Data Intrusions Increasing
The number of data intrusions hit a record high in 2014, according to a report from Identity Theft Resource Center. It also found that the industry with the most breaches was the “medical/healthcare” category. This accounted for 42.5% of the total across all industries.1
“Around 90% of healthcare providers reported one or more data breaches over the last year according to our survey,” says Larry Ponemon, PhD, chairman of the Ponemon Institute in Traverse City, Mich. “Forty percent said they had five or more intrusions into their computer systems.”2
Data leakage can be a very expensive proposition. Healthcare-specific laws and regulations put added requirements on medical professionals that run the cost up. The latest iteration of the Ponemon Institute’s research into the costs of data breaches shows the average cost per medical record compromised was $398. A patient panel of just 2,500 could easily result in a $1 million loss to the practice. The mean cost over all surveyed industries was $271 per breach.3
To address these financial issues, many practices are looking into cyber insurance (CI). The actual policy will change depending on the kinds of risks you are insuring and how much you want to spend.
All Size Practices at Risk
For most physicians, there is a view that they are small and are not likely to draw the attention of a hacker.

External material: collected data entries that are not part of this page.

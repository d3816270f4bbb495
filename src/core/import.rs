//! Helpers for the import flow.

use crate::models::{ImportInfo, LogEntry, Selection, TypeOfWork};

/// Used whenever the catalog cannot resolve the chosen type of work.
pub const DEFAULT_TYPE_OF_WORK: &str = "PROG";

/// Entries backing the given selections, in entry order.
pub fn entries_for_selections(entries: &[LogEntry], selections: &[Selection]) -> Vec<LogEntry> {
    entries
        .iter()
        .filter(|e| selections.iter().any(|s| s.matches(e.task_id, e.date)))
        .cloned()
        .collect()
}

/// Work place and type of work must both be chosen; the work-from-home start
/// date is only required when working from home.
pub fn is_import_metadata_ready(info: &ImportInfo) -> bool {
    match (info.is_work_from_home, info.selected_type_of_work_index) {
        (Some(true), Some(_)) => info.work_from_home_start.is_some(),
        (Some(false), Some(_)) => true,
        _ => false,
    }
}

pub fn selected_type_of_work_key(info: &ImportInfo, catalog: &[TypeOfWork]) -> String {
    info.selected_type_of_work_index
        .and_then(|index| catalog.get(index))
        .and_then(|tow| tow.key.clone())
        .unwrap_or_else(|| DEFAULT_TYPE_OF_WORK.to_string())
}
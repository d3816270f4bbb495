//! Sums and lookups over log entries.
//!
//! Entries may repeat for one (task, day), so every total is a sum.

use chrono::NaiveDate;

use crate::models::LogEntry;

/// First entry for the cell, if any.
pub fn log_info(entries: &[LogEntry], task_id: i64, date: NaiveDate) -> Option<LogEntry> {
    entries.iter().find(|e| e.matches(task_id, date)).cloned()
}

pub fn total_hours_for_day(entries: &[LogEntry], date: NaiveDate) -> f64 {
    entries.iter().filter(|e| e.is_on(date)).map(|e| e.hours).sum()
}

pub fn total_hours_for_task(entries: &[LogEntry], task_id: i64) -> f64 {
    entries
        .iter()
        .filter(|e| e.task_id == task_id)
        .map(|e| e.hours)
        .sum()
}

/// Sum over every loaded entry. The loader already scopes entries to the
/// displayed month, so dates are not filtered here.
pub fn total_for_month(entries: &[LogEntry]) -> f64 {
    entries.iter().map(|e| e.hours).sum()
}

/// `Some(true)` when the day was worked from home only, `None` when home and
/// office entries are mixed, `Some(false)` otherwise (including no entries).
pub fn is_work_from_home(entries: &[LogEntry], date: NaiveDate) -> Option<bool> {
    let mut from_home = false;
    let mut from_office = false;
    for entry in entries.iter().filter(|e| e.is_on(date)) {
        if entry.is_work_from_home {
            from_home = true;
        } else {
            from_office = true;
        }
    }

    if from_home && from_office {
        None
    } else {
        Some(from_home)
    }
}
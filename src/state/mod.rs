//! Root state containers of one registration session.
//!
//! # Responsibility
//! - Hold the authoritative mutable facts the derived views read.
//! - Group them in one explicit struct owned by the application shell.
//!
//! # Invariants
//! - Nothing in `core` mutates these containers; only collaborators do.
//! - Wholesale replacement from a snapshot is a single batch.

pub mod snapshot;

use chrono::NaiveDate;

use crate::models::{
    EnteringMode, FavoriteTask, ImportInfo, LoadingMarker, LogEntry, Selection, TypeOfWork,
};
use crate::reactive::{State, batch};
use crate::utils::date;

pub use snapshot::StateSnapshot;

#[derive(Clone, Debug)]
pub struct RegistrationState {
    /// Entries loaded for the displayed month.
    pub log_entries: State<Vec<LogEntry>>,
    /// True while the month's entries are being fetched.
    pub logs_loading: State<bool>,
    pub selections: State<Vec<Selection>>,
    /// Cells whose entries are being saved.
    pub loading: State<Vec<LoadingMarker>>,
    /// Any day of the displayed month.
    pub month: State<NaiveDate>,
    pub entering_mode: State<EnteringMode>,
    pub display_weekend: State<bool>,
    pub import_info: State<ImportInfo>,
    pub types_of_work: State<Vec<TypeOfWork>>,
    pub favorites: State<Vec<FavoriteTask>>,
    /// Present real-world date; the shell moves it forward.
    pub today: State<NaiveDate>,
}

impl RegistrationState {
    /// Empty session showing the month of `today`.
    pub fn new(today: NaiveDate) -> Self {
        Self {
            log_entries: State::default(),
            logs_loading: State::new(false),
            selections: State::default(),
            loading: State::default(),
            month: State::new(date::start_of_month(today)),
            entering_mode: State::default(),
            display_weekend: State::new(false),
            import_info: State::default(),
            types_of_work: State::default(),
            favorites: State::default(),
            today: State::new(today),
        }
    }

    pub fn from_snapshot(snapshot: StateSnapshot, today: NaiveDate) -> Self {
        let state = Self::new(today);
        state.apply(snapshot);
        state
    }

    /// Replaces every container with the snapshot's values as one batch.
    /// Absent `month`/`today`/`display_weekend` keep their current values.
    pub fn apply(&self, snapshot: StateSnapshot) {
        batch(|| {
            if let Some(today) = snapshot.today {
                self.today.set(today);
            }
            if let Some(month) = snapshot.month {
                self.month.set(month);
            }
            if let Some(display_weekend) = snapshot.display_weekend {
                self.display_weekend.set(display_weekend);
            }
            self.entering_mode.set(snapshot.entering_mode);
            self.logs_loading.set(snapshot.logs_loading);
            self.log_entries.set(snapshot.log_entries);
            self.selections.set(snapshot.selections);
            self.loading.set(snapshot.loading);
            self.import_info.set(snapshot.import_info);
            self.types_of_work.set(snapshot.types_of_work);
            self.favorites.set(snapshot.favorites);
        });
    }
}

This is bad thinking for a lot of reasons.
“People think that most hackers are kids overseas who have just consumed eight caffeine drinks and will go after the big fish, leaving [them] alone,” says Michael Overly, Esq., information security attorney at Foley & Lardner LLC, in Los Angeles. “Hackers are a well-organized industry, where one e-mail virus may be sent to millions of addresses. If one of your employees clicks on this e-mail, your computer system may be compromised.”
He has seen spoofing e-mails that look as though they came from someone well known in the field. Mr. Overly says he can almost guarantee that 40% or more of the recipients wouldn’t be able to resist the temptation to open the message.